El camino hacia el título profesional nunca es una línea recta, y para la hoy Administradora Ambiental Sofía Salazar Gutiérrez, egresada de la Universidad Tecnológica de Pereira, estos cinco años representaron una transformación que comenzó con el sueño de estudiar la tierra.









“Siento que la UTP siempre va a tener un pedazo de mí. No sé de dónde saqué fuerzas, pero terminé mi trabajo de grado; lo hice por mi abuelito, para lograr graduarme hoy”.
Sofía, oriunda de Pereira a sus 22 años, recuerda cómo ingresó a la carrera motivada por un pensum que le prometía ese acercamiento a la tierra que tanto anhelaba. Su paso por la universidad estuvo marcado por grandes retos, entre ellos iniciar su formación durante la pandemia.
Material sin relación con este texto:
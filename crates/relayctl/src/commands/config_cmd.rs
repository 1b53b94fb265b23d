//! Config subcommand handlers.

use dialoguer::{Confirm, Input, Select};
use secrecy::SecretString;

use relayctl_core::{ApiSurface, DeviceAddress};

use crate::cli::{ConfigArgs, ConfigCommand, GlobalOpts};
use crate::config::{self, Config};
use crate::error::CliError;
use crate::output;

// ── Helpers ─────────────────────────────────────────────────────────

/// Copy of the config safe to print: plaintext token masked.
fn redacted(cfg: &Config) -> Config {
    let mut cfg = cfg.clone();
    if cfg.device.token.is_some() {
        cfg.device.token = Some("****".into());
    }
    cfg
}

fn format_config(cfg: &Config) -> String {
    toml::to_string_pretty(cfg).unwrap_or_else(|e| format!("# could not render config: {e}"))
}

/// Map a dialoguer / interactive I/O failure into CliError.
fn prompt_err(e: impl std::fmt::Display) -> CliError {
    CliError::Validation {
        field: "interactive".into(),
        reason: format!("prompt failed: {e}"),
    }
}

/// Offer to store the token in the keyring; returns it back if the user
/// chose plaintext.
fn prompt_token_storage(token: String) -> Result<Option<String>, CliError> {
    let choices = &[
        "Store in system keyring (recommended)",
        "Save to config file (plaintext)",
    ];
    let selection = Select::new()
        .with_prompt("Where to store the token?")
        .items(choices)
        .default(0)
        .interact()
        .map_err(prompt_err)?;

    if selection == 0 {
        relayctl_config::store_token(&SecretString::from(token))?;
        eprintln!("   ✓ Token stored in system keyring");
        Ok(None)
    } else {
        Ok(Some(token))
    }
}

// ── Handler ─────────────────────────────────────────────────────────

pub fn handle(args: ConfigArgs, global: &GlobalOpts) -> Result<(), CliError> {
    match args.command {
        // ── Init: interactive wizard ────────────────────────────────
        ConfigCommand::Init => {
            let path = config::config_file(global);
            eprintln!("relayctl configuration wizard");
            eprintln!("   Config path: {}\n", path.display());

            let mut cfg = Config::default();

            // 1. Address (blank = discover on every run)
            let address: String = Input::new()
                .with_prompt("Device address (blank to discover)")
                .allow_empty(true)
                .validate_with(|input: &String| -> Result<(), String> {
                    if input.is_empty() {
                        return Ok(());
                    }
                    input
                        .parse::<DeviceAddress>()
                        .map(|_| ())
                        .map_err(|e| e.to_string())
                })
                .interact_text()
                .map_err(prompt_err)?;
            cfg.device.address = (!address.is_empty()).then_some(address);

            // 2. Firmware surface
            let surfaces = &["REST (/api/*)", "Legacy (/status, /control, bearer token)"];
            let surface = Select::new()
                .with_prompt("Firmware API")
                .items(surfaces)
                .default(0)
                .interact()
                .map_err(prompt_err)?;

            if surface == 1 {
                cfg.device.api = ApiSurface::Legacy;
                let token = rpassword::prompt_password("Bearer token (blank to skip): ")
                    .map_err(prompt_err)?;
                if !token.is_empty() {
                    cfg.device.token = prompt_token_storage(token)?;
                }
            }

            // 3. Push channels
            cfg.websocket.enabled = Confirm::new()
                .with_prompt("Use the WebSocket channel (port 81)?")
                .default(true)
                .interact()
                .map_err(prompt_err)?;

            cfg.mqtt.enabled = Confirm::new()
                .with_prompt("Use an MQTT broker?")
                .default(true)
                .interact()
                .map_err(prompt_err)?;
            if cfg.mqtt.enabled {
                cfg.mqtt.broker = Input::new()
                    .with_prompt("Broker URL")
                    .default(cfg.mqtt.broker.clone())
                    .interact_text()
                    .map_err(prompt_err)?;
            }

            cfg.validate()?;
            config::save_config_to(&cfg, &path)?;

            eprintln!("\n✓ Configuration written to {}", path.display());
            eprintln!("\n  Test it: relayctl status");
            Ok(())
        }

        // ── Show ────────────────────────────────────────────────────
        ConfigCommand::Show => {
            let cfg = redacted(&config::load(global)?);
            let out = output::render_single(&global.output, &cfg, format_config, |c| {
                c.device.address.clone().unwrap_or_default()
            });
            output::print_output(&out, global.quiet);
            Ok(())
        }

        // ── Path ────────────────────────────────────────────────────
        ConfigCommand::Path => {
            println!("{}", config::config_file(global).display());
            Ok(())
        }
    }
}

#[cfg(test)]
mod tests {
    use super::*;

    #[test]
    fn show_masks_plaintext_token() {
        let mut cfg = Config::default();
        cfg.device.token = Some("secret-token".into());
        let text = format_config(&redacted(&cfg));
        assert!(!text.contains("secret-token"));
        assert!(text.contains("****"));
    }
}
Al regresar a la presencialidad, encontró en las salidas de campo y en su rol como monitora administrativa en esta área —durante dos años— un espacio para su crecimiento personal y académico.
“Aproveché el campus al máximo: hice electivas, deporte y aprendí que los profesores, como Alexander Galindo —quien fue tutor en mi tesis sobre gestión ambiental en la empresa Florious—,están ahí para impulsarnos”, relata con orgullo.
En su memoria quedan grabadas experiencias en el Embalse del Muña y el Parque Soratama, donde la teoría sobre gestión del riesgo e impacto ambiental trascendió las aulas para convertirse en recuerdos de vida.
Sin embargo, este logro también está marcado por una profunda ausencia. Su abuelito, Aldemar Gutiérrez, figura paterna en su vida, falleció tras un trágico accidente pocas semanas antes de que ella culminara su proceso académico.
“En febrero yo apenas iba por la mitad del trabajo de grado. Cuando él falleció el día 12, no tenía mente para nada. Pero saqué fuerzas de donde no las tenía”.
Hoy, al mirar atrás, se lleva un diploma y también la lealtad de su “grupito de estudio” y el cariño de personas que hicieron parte de su proceso, como Mile, el profesor Ignacio y Bibi, a quienes recuerda como su “otra familia”.
Sofía se despide de las aulas con la certeza de que la universidad la transformó. Aunque el inicio de la vida laboral trae consigo la incertidumbre propia de todo recién egresado, parte con la satisfacción del deber cumplido y la convicción de que, de alguna manera, su abuelito celebra con ella este logro.
Hoy desde la Universidad Tecnológica de Pereira solo queda decir ¡Muchas felicitaciones y lindo camino!